Por eso el recibimiento no se sintió únicamente como la llegada de una banda. Para muchísimas personas fue el encuentro con algo que las acompañó durante años. Porque BTS dejó de ser solamente una banda hace mucho tiempo. Hoy funciona como símbolo cultural, representación nacional y fenómeno político global. Su relación con UNICEF, sus discursos sobre juventud y salud mental, e incluso la manera en que Corea del Sur ha impulsado su imagen como parte de su influencia cultural global, los colocan en un lugar donde el entretenimiento y la diplomacia ya conviven.

Y justo en esa convivencia, aparecía una conversación inevitable. Mientras miles celebraban el encuentro con sus idols, otras personas cuestionaban el momento político detrás de la escena: la presencia institucional, el simbolismo del evento y el contraste inevitable con un país donde siguen pendientes temas como desapariciones, violencia, precariedad y la falta de atención hacia colectivos y víctimas. Y la conversación se rompió en dos lados que, probablemente, nunca debieron verse como opuestos.

Porque disfrutar algo no significa perder conciencia política. Y ser fan tampoco te vuelve ajeno a la realidad. Reducir el evento a “pan y circo” sería ignorar el impacto real que BTS tiene sobre millones de personas. Pero fingir que una imagen así es completamente neutral también sería ingenuo. Ningún gobierno aparece junto a un fenómeno global de este tamaño sin entender el peso cultural y mediático que representa.

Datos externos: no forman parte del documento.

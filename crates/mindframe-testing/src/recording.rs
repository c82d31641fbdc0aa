//! A drawing backend that records everything it is asked to do.

use std::cell::RefCell;
use std::rc::Rc;

use mindframe_core::collections::map::HashSet;
use mindframe_core::Fingerprint;
use mindframe_render_common::{
    DrawBackend, DrawBatch, DrawOp, FrameStats, Rendered, RendererAdapter, SurfaceRequest,
};
use mindframe_ui_graphics::Size;
use thiserror::Error;

#[derive(Clone, Debug, PartialEq)]
pub struct RecordedSurface {
    pub id: u64,
    pub fingerprint: Fingerprint,
    pub size: Size,
}

#[derive(Debug, Clone, PartialEq, Eq, Error)]
#[error("injected failure: {0}")]
pub struct InjectedFailure(pub String);

/// Records renders, releases and draw calls; failures and background
/// rendering can be switched on per test.
#[derive(Debug)]
pub struct RecordingBackend {
    next_id: u64,
    batching: bool,
    defer: bool,
    failing_tags: HashSet<String>,
    failing_fingerprints: HashSet<Fingerprint>,
    fail_submit: bool,
    rendered: Vec<SurfaceRequest>,
    queued: Vec<SurfaceRequest>,
    completed: Vec<(Fingerprint, Result<RecordedSurface, InjectedFailure>)>,
    released: Vec<RecordedSurface>,
    batches: Vec<DrawBatch<RecordedSurface>>,
}

impl Default for RecordingBackend {
    fn default() -> Self {
        Self::new()
    }
}

impl RecordingBackend {
    pub fn new() -> Self {
        Self {
            next_id: 1,
            batching: true,
            defer: false,
            failing_tags: HashSet::new(),
            failing_fingerprints: HashSet::new(),
            fail_submit: false,
            rendered: Vec::new(),
            queued: Vec::new(),
            completed: Vec::new(),
            released: Vec::new(),
            batches: Vec::new(),
        }
    }

    /// A backend that takes one draw call per op.
    pub fn unbatched() -> Self {
        Self {
            batching: false,
            ..Self::new()
        }
    }

    pub fn set_deferred(&mut self, defer: bool) {
        self.defer = defer;
    }

    pub fn fail_tag(&mut self, tag: impl Into<String>) {
        self.failing_tags.insert(tag.into());
    }

    pub fn fail_fingerprint(&mut self, fingerprint: Fingerprint) {
        self.failing_fingerprints.insert(fingerprint);
    }

    pub fn fail_submits(&mut self, fail: bool) {
        self.fail_submit = fail;
    }

    /// Finishes every deferred render; results surface on the next poll.
    pub fn complete_deferred(&mut self) -> usize {
        let queued = std::mem::take(&mut self.queued);
        let count = queued.len();
        for request in queued {
            let result = self.produce(&request);
            self.completed.push((request.fingerprint, result));
        }
        count
    }

    /// Every request that reached `render_surface`, deferred ones included.
    pub fn rendered(&self) -> &[SurfaceRequest] {
        &self.rendered
    }

    pub fn render_count(&self) -> usize {
        self.rendered.len()
    }

    pub fn queued(&self) -> usize {
        self.queued.len()
    }

    pub fn released(&self) -> &[RecordedSurface] {
        &self.released
    }

    pub fn batches(&self) -> &[DrawBatch<RecordedSurface>] {
        &self.batches
    }

    pub fn draw_calls(&self) -> usize {
        self.batches.len()
    }

    pub fn take_batches(&mut self) -> Vec<DrawBatch<RecordedSurface>> {
        std::mem::take(&mut self.batches)
    }

    /// Every op of every submitted batch, in submission order.
    pub fn ops(&self) -> impl Iterator<Item = &DrawOp<RecordedSurface>> {
        self.batches.iter().flat_map(|batch| batch.ops.iter())
    }

    /// Fingerprints of the surfaces blitted so far, in submission order.
    pub fn blitted(&self) -> Vec<Fingerprint> {
        self.ops()
            .filter_map(|op| match op {
                DrawOp::BlitSurface { surface, .. } => Some(surface.fingerprint),
                _ => None,
            })
            .collect()
    }

    fn produce(&mut self, request: &SurfaceRequest) -> Result<RecordedSurface, InjectedFailure> {
        if self.failing_tags.contains(&request.tag)
            || self.failing_fingerprints.contains(&request.fingerprint)
        {
            return Err(InjectedFailure(format!("{} {}", request.tag, request.fingerprint)));
        }
        let id = self.next_id;
        self.next_id += 1;
        Ok(RecordedSurface {
            id,
            fingerprint: request.fingerprint,
            size: request.size,
        })
    }
}

impl DrawBackend for RecordingBackend {
    type Surface = RecordedSurface;
    type Error = InjectedFailure;

    fn render_surface(
        &mut self,
        request: &SurfaceRequest,
    ) -> Result<Rendered<RecordedSurface>, InjectedFailure> {
        self.rendered.push(request.clone());
        if self.defer {
            self.queued.push(request.clone());
            return Ok(Rendered::Deferred);
        }
        self.produce(request).map(Rendered::Ready)
    }

    fn poll_completed(&mut self) -> Vec<(Fingerprint, Result<RecordedSurface, InjectedFailure>)> {
        std::mem::take(&mut self.completed)
    }

    fn release_surface(&mut self, surface: RecordedSurface) {
        self.released.push(surface);
    }

    fn submit(&mut self, batch: &DrawBatch<RecordedSurface>) -> Result<(), InjectedFailure> {
        if self.fail_submit {
            return Err(InjectedFailure("submit".to_owned()));
        }
        self.batches.push(batch.clone());
        Ok(())
    }

    fn supports_batching(&self) -> bool {
        self.batching
    }
}

/// Collects every [`FrameStats`] the adapter publishes.
pub fn record_frames<B: DrawBackend>(adapter: &mut RendererAdapter<B>) -> Rc<RefCell<Vec<FrameStats>>> {
    let frames = Rc::new(RefCell::new(Vec::new()));
    let sink = Rc::clone(&frames);
    adapter.on_patches_applied(move |stats| sink.borrow_mut().push(stats.clone()));
    frames
}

Ahí está el verdadero punto. No en culpar a las fans por emocionarse. Ni en exigirle a la música resolver problemas estructurales. Sino en entender que el pop dejó de existir lejos del poder hace mucho tiempo. Y quizá eso fue lo más extraño de ver a BTS en el Zócalo: descubrir cómo un fandom, un gobierno y una narrativa política pueden compartir el mismo escenario… aunque cada uno esté buscando algo completamente distinto.